Also in the classic tradition is the slightly skewed, asymmetrical neck. While playing a 1930 OM-45 De Luxe from Martin’s museum collection, designers at the company discovered the vintage neck had an apex that wasn’t directly centered, so that the slope under the thumb was different than that under the rest of the fingers. Upon investigating a 1931 OM-28, they found the shape was even more dramatic—then applied this to the OM-28 Modern Deluxe. The neck is also rather thin and required designers to modify the thickness of the fingerboard—making it lower in profile than today’s standard—to accommodate it. The asymmetrical neck is featured in combination with the High Performance Taper, which narrows the width of the fretboard faster than on traditional models (1-3/4 inches at the nut, 2-5/32-inch string spacing at the bridge).

Modern adjustments include a new stronger and lighter two-way titanium truss rod (no less than 64 percent lighter than the standard steel), bridge pins made in partnership with Liquidmetal Technologies (created with the unique Liquidmetal alloy that increases volume about 3db), and a composite carbon-fiber bridge plate, made of a layer of Adirondack spruce between two layers of carbon fiber and designed to increase volume without adding weight.
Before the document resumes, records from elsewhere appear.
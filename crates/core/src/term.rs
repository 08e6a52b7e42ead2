//! Terms (passive expressions)
//!
//! A term is an ordered sequence of elements, where each element is either a
//! [`Symbol`] or a nested term written in parentheses (a *group*). Terms are
//! the only runtime values of the language.
//!
//! Construction flattens terms passed as parts: `build![build![a, b], c]` and
//! `build![a, b, c]` are the same value. Only an explicit [`Element::Group`]
//! introduces nesting.
//!
//! Equality and hashing are structural over every element.

use crate::symbol::Symbol;
use std::fmt;
use std::ops::Range;
use std::slice;

/// One top-level item of a [`Term`]: a symbol or a parenthesised group.
#[derive(Debug, Clone, PartialEq, Eq, Hash)]
pub enum Element {
    Symbol(Symbol),
    Group(Term),
}

impl Element {
    pub fn as_symbol(&self) -> Option<&Symbol> {
        match self {
            Element::Symbol(s) => Some(s),
            Element::Group(_) => None,
        }
    }

    pub fn as_group(&self) -> Option<&Term> {
        match self {
            Element::Group(t) => Some(t),
            Element::Symbol(_) => None,
        }
    }

    pub fn is_group(&self) -> bool {
        matches!(self, Element::Group(_))
    }
}

impl From<Symbol> for Element {
    fn from(s: Symbol) -> Self {
        Element::Symbol(s)
    }
}

impl fmt::Display for Element {
    fn fmt(&self, f: &mut fmt::Formatter<'_>) -> fmt::Result {
        match self {
            Element::Symbol(s) => write!(f, "{}", s),
            Element::Group(t) => write!(f, "({})", t),
        }
    }
}

/// A flat sequence of elements; groups nest further terms.
///
/// Equality and hashing are structural over every element, so two terms
/// built by different routes compare equal when their contents do.
#[derive(Debug, Clone, Default, PartialEq, Eq, Hash)]
pub struct Term {
    elements: Vec<Element>,
}

/// One argument to [`Term::build`].
///
/// A `Part::Term` is spliced into the result; every other part contributes
/// exactly one element.
#[derive(Debug, Clone)]
pub enum Part {
    Term(Term),
    Element(Element),
}

impl From<Term> for Part {
    fn from(t: Term) -> Self {
        Part::Term(t)
    }
}

impl From<&Term> for Part {
    fn from(t: &Term) -> Self {
        Part::Term(t.clone())
    }
}

impl From<Element> for Part {
    fn from(e: Element) -> Self {
        Part::Element(e)
    }
}

impl From<Symbol> for Part {
    fn from(s: Symbol) -> Self {
        Part::Element(Element::Symbol(s))
    }
}

impl From<char> for Part {
    fn from(c: char) -> Self {
        Part::Element(Element::Symbol(Symbol::Char(c)))
    }
}

impl From<i64> for Part {
    fn from(n: i64) -> Self {
        Part::Element(Element::Symbol(Symbol::Number(n)))
    }
}

/// A string literal expands to one character symbol per char.
impl From<&str> for Part {
    fn from(s: &str) -> Self {
        Part::Term(Term::from_chars(s))
    }
}

impl Term {
    /// The empty term.
    pub fn new() -> Self {
        Term::default()
    }

    /// Take `elements` as they are; groups inside stay nested.
    pub fn from_elements(elements: Vec<Element>) -> Self {
        Term { elements }
    }

    /// One character symbol per char of `s`.
    pub fn from_chars(s: &str) -> Self {
        Term {
            elements: s.chars().map(|c| Element::Symbol(Symbol::Char(c))).collect(),
        }
    }

    /// Concatenate parts into a new term, flattening nested `Term` parts.
    pub fn build<I, P>(parts: I) -> Self
    where
        I: IntoIterator<Item = P>,
        P: Into<Part>,
    {
        let mut term = Term::new();
        for part in parts {
            match part.into() {
                Part::Term(t) => term.elements.extend(t.elements),
                Part::Element(e) => term.elements.push(e),
            }
        }
        term
    }

    /// Wrap this term in parentheses, producing a single group element.
    pub fn into_group(self) -> Element {
        Element::Group(self)
    }

    /// Number of top-level elements. A group counts once however much it holds.
    pub fn len(&self) -> usize {
        self.elements.len()
    }

    pub fn is_empty(&self) -> bool {
        self.elements.is_empty()
    }

    /// The top-level element at `index`, counting from zero.
    pub fn get(&self, index: usize) -> Option<&Element> {
        self.elements.get(index)
    }

    /// Top-level elements as a slice, for matching by position.
    pub fn elements(&self) -> &[Element] {
        &self.elements
    }

    pub fn into_elements(self) -> Vec<Element> {
        self.elements
    }

    pub fn iter(&self) -> slice::Iter<'_, Element> {
        self.elements.iter()
    }

    /// Copy out a contiguous range of top-level elements.
    ///
    /// Returns `None` when the range is out of bounds.
    pub fn slice(&self, range: Range<usize>) -> Option<Term> {
        self.elements.get(range).map(|s| Term::from_elements(s.to_vec()))
    }

    /// Append one element. Use [`Term::append`] to splice a whole term.
    pub fn push(&mut self, element: impl Into<Element>) {
        self.elements.push(element.into());
    }

    /// Append `term` wrapped in parentheses.
    pub fn push_group(&mut self, term: Term) {
        self.elements.push(Element::Group(term));
    }

    /// Splice all elements of `other` onto the end of this term.
    pub fn append(&mut self, other: Term) {
        self.elements.extend(other.elements);
    }

    /// The characters of this term if it consists only of character symbols.
    pub fn as_chars(&self) -> Option<String> {
        self.elements
            .iter()
            .map(|e| e.as_symbol().and_then(Symbol::as_char))
            .collect()
    }
}

impl From<Vec<Element>> for Term {
    fn from(elements: Vec<Element>) -> Self {
        Term { elements }
    }
}

impl FromIterator<Element> for Term {
    fn from_iter<I: IntoIterator<Item = Element>>(iter: I) -> Self {
        Term {
            elements: iter.into_iter().collect(),
        }
    }
}

impl<'a> IntoIterator for &'a Term {
    type Item = &'a Element;
    type IntoIter = slice::Iter<'a, Element>;

    fn into_iter(self) -> Self::IntoIter {
        self.elements.iter()
    }
}

impl IntoIterator for Term {
    type Item = Element;
    type IntoIter = std::vec::IntoIter<Element>;

    fn into_iter(self) -> Self::IntoIter {
        self.elements.into_iter()
    }
}

/// Adjacent characters are written back to back; any other neighbouring
/// pair is separated by one space.
impl fmt::Display for Term {
    fn fmt(&self, f: &mut fmt::Formatter<'_>) -> fmt::Result {
        let mut prev_char = None;
        for (i, element) in self.elements.iter().enumerate() {
            let is_char = matches!(element, Element::Symbol(Symbol::Char(_)));
            if i > 0 && !(is_char && prev_char == Some(true)) {
                write!(f, " ")?;
            }
            write!(f, "{}", element)?;
            prev_char = Some(is_char);
        }
        Ok(())
    }
}

/// Build a [`Term`] from parts, flattening any `Term` arguments.
///
/// ```
/// use refal_core::{build, Term};
///
/// let ab = build!['a', 'b'];
/// assert_eq!(build![ab, 'c'], Term::from_chars("abc"));
/// ```
#[macro_export]
macro_rules! build {
    () => {
        $crate::term::Term::new()
    };
    ($($part:expr),+ $(,)?) => {
        $crate::term::Term::build([$($crate::term::Part::from($part)),+])
    };
}

#[cfg(test)]
mod tests {
    use super::*;
    use std::collections::hash_map::DefaultHasher;
    use std::hash::{Hash, Hasher};

    fn hash_of(t: &Term) -> u64 {
        let mut h = DefaultHasher::new();
        t.hash(&mut h);
        h.finish()
    }

    #[test]
    fn test_build_flattens_terms() {
        let a = Term::from_chars("a");
        let b = Term::from_chars("b");
        let c = Term::from_chars("c");

        let left = build![build![a.clone(), b.clone()], c.clone()];
        let right = build![a.clone(), build![b.clone(), c.clone()]];
        let flat = build![a, b, c];

        assert_eq!(left, flat);
        assert_eq!(right, flat);
        assert_eq!(flat.len(), 3);
    }

    #[test]
    fn test_groups_are_not_flattened() {
        let inner = Term::from_chars("ab");
        let t = build![inner.clone().into_group(), 'c'];
        assert_eq!(t.len(), 2);
        assert_eq!(t.get(0), Some(&Element::Group(inner)));
    }

    #[test]
    fn test_str_part_expands_to_chars() {
        let t = build!["Hi", 1i64];
        assert_eq!(t.len(), 3);
        assert_eq!(t.get(2), Some(&Element::Symbol(Symbol::Number(1))));
    }

    #[test]
    fn test_structural_equality_recurses_into_groups() {
        let x = build![Term::from_chars("ab").into_group()];
        let y = build![Term::from_chars("ab").into_group()];
        let z = build![Term::from_chars("ac").into_group()];
        assert_eq!(x, y);
        assert_ne!(x, z);
    }

    #[test]
    fn test_hash_covers_every_element() {
        // Same length and same first element, different tail
        let x = Term::from_chars("abc");
        let y = Term::from_chars("abd");
        assert_ne!(x, y);
        assert_ne!(hash_of(&x), hash_of(&y));
        assert_eq!(hash_of(&x), hash_of(&Term::from_chars("abc")));
    }

    #[test]
    fn test_slice() {
        let t = Term::from_chars("hello");
        assert_eq!(t.slice(1..3), Some(Term::from_chars("el")));
        assert_eq!(t.slice(5..5), Some(Term::new()));
        assert_eq!(t.slice(3..9), None);
    }

    #[test]
    fn test_display_spacing() {
        assert_eq!(Term::from_chars("a-b-c").to_string(), "a-b-c");

        let t = build![
            Symbol::ident("Go"),
            'x',
            'y',
            Term::from_chars("in").into_group(),
            42i64,
            Symbol::compound("str"),
        ];
        assert_eq!(t.to_string(), "Go xy (in) 42 str");
        assert_eq!(Term::new().to_string(), "");
    }

    #[test]
    fn test_as_chars() {
        assert_eq!(Term::from_chars("abc").as_chars(), Some("abc".to_string()));
        assert_eq!(build!['a', 1i64].as_chars(), None);
    }
}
Excellent Volume and Response
Out of the case, the OM-28 makes a luxurious but artistically tasteful impression—the natural top wood and maple binding give it class, while the white, red-dotted Liquidmetal bridge pins, gold frets, and gold Waverly tuners give it character. True to vintage form, there’s a diamond volute at the base of the headstock; more an aesthetic choice, it makes little to no difference in playability. The inlays are abalone, both on the fretboard and headstock logo, which is done in the script style of the Martin 1930s design—an homage to the line’s vintage roots, as well as a design first for the company since the ’30s.


When played, the first thing you notice about the OM-28 is its volume. This guitar would have been ideal for the pre-electronic era—with minimal effort, the sound is booming, to the point where in a naturally resonant space, such as a cathedral or just a large, bare room with high ceilings, someone might wonder if it’s not actually plugged in. Combined with the shallow depth of the orchestra body style, its natural projection is even more impressive.

The sound is incredibly crisp and warm. Part of what contributes to the guitar’s natural volume is its rich midrange and low end, especially noticeable when I play open chords—it’s a steamroller! Despite its classy, trim appearance, the guitar feels like a wild animal with unbridled energy when you’re playing it. Strike the sixth string—especially in dropped-D tuning—and it carries so impressively, even as you continue to pick the other strings. You almost have to mute it manually to get it quiet.

What the high end may lack in power is made up for in crispness and clarity. Simple, fingerpicked intervals high on the neck ring out beautifully, and the harmonics are brilliant. While playing the guitar for the first time, I even came up with a few new song ideas, inspired just by the guitar’s pure tones high on the neck.

A Versatile Performer
OMs have a reputation for being fingerpicking guitars, and this guitar is no exception. Individually picked notes ring out clearly throughout the fretboard, on every string, from the bottom all the way up to around the 15th fret and further. The fretboard is incredibly live in general, so there really aren’t any dead zones, just some ranges that are a bit louder and more resonant than others. It responds twice as warmly to careful precision, and its sensitivity makes it easy to accidentally bring out harmonics. 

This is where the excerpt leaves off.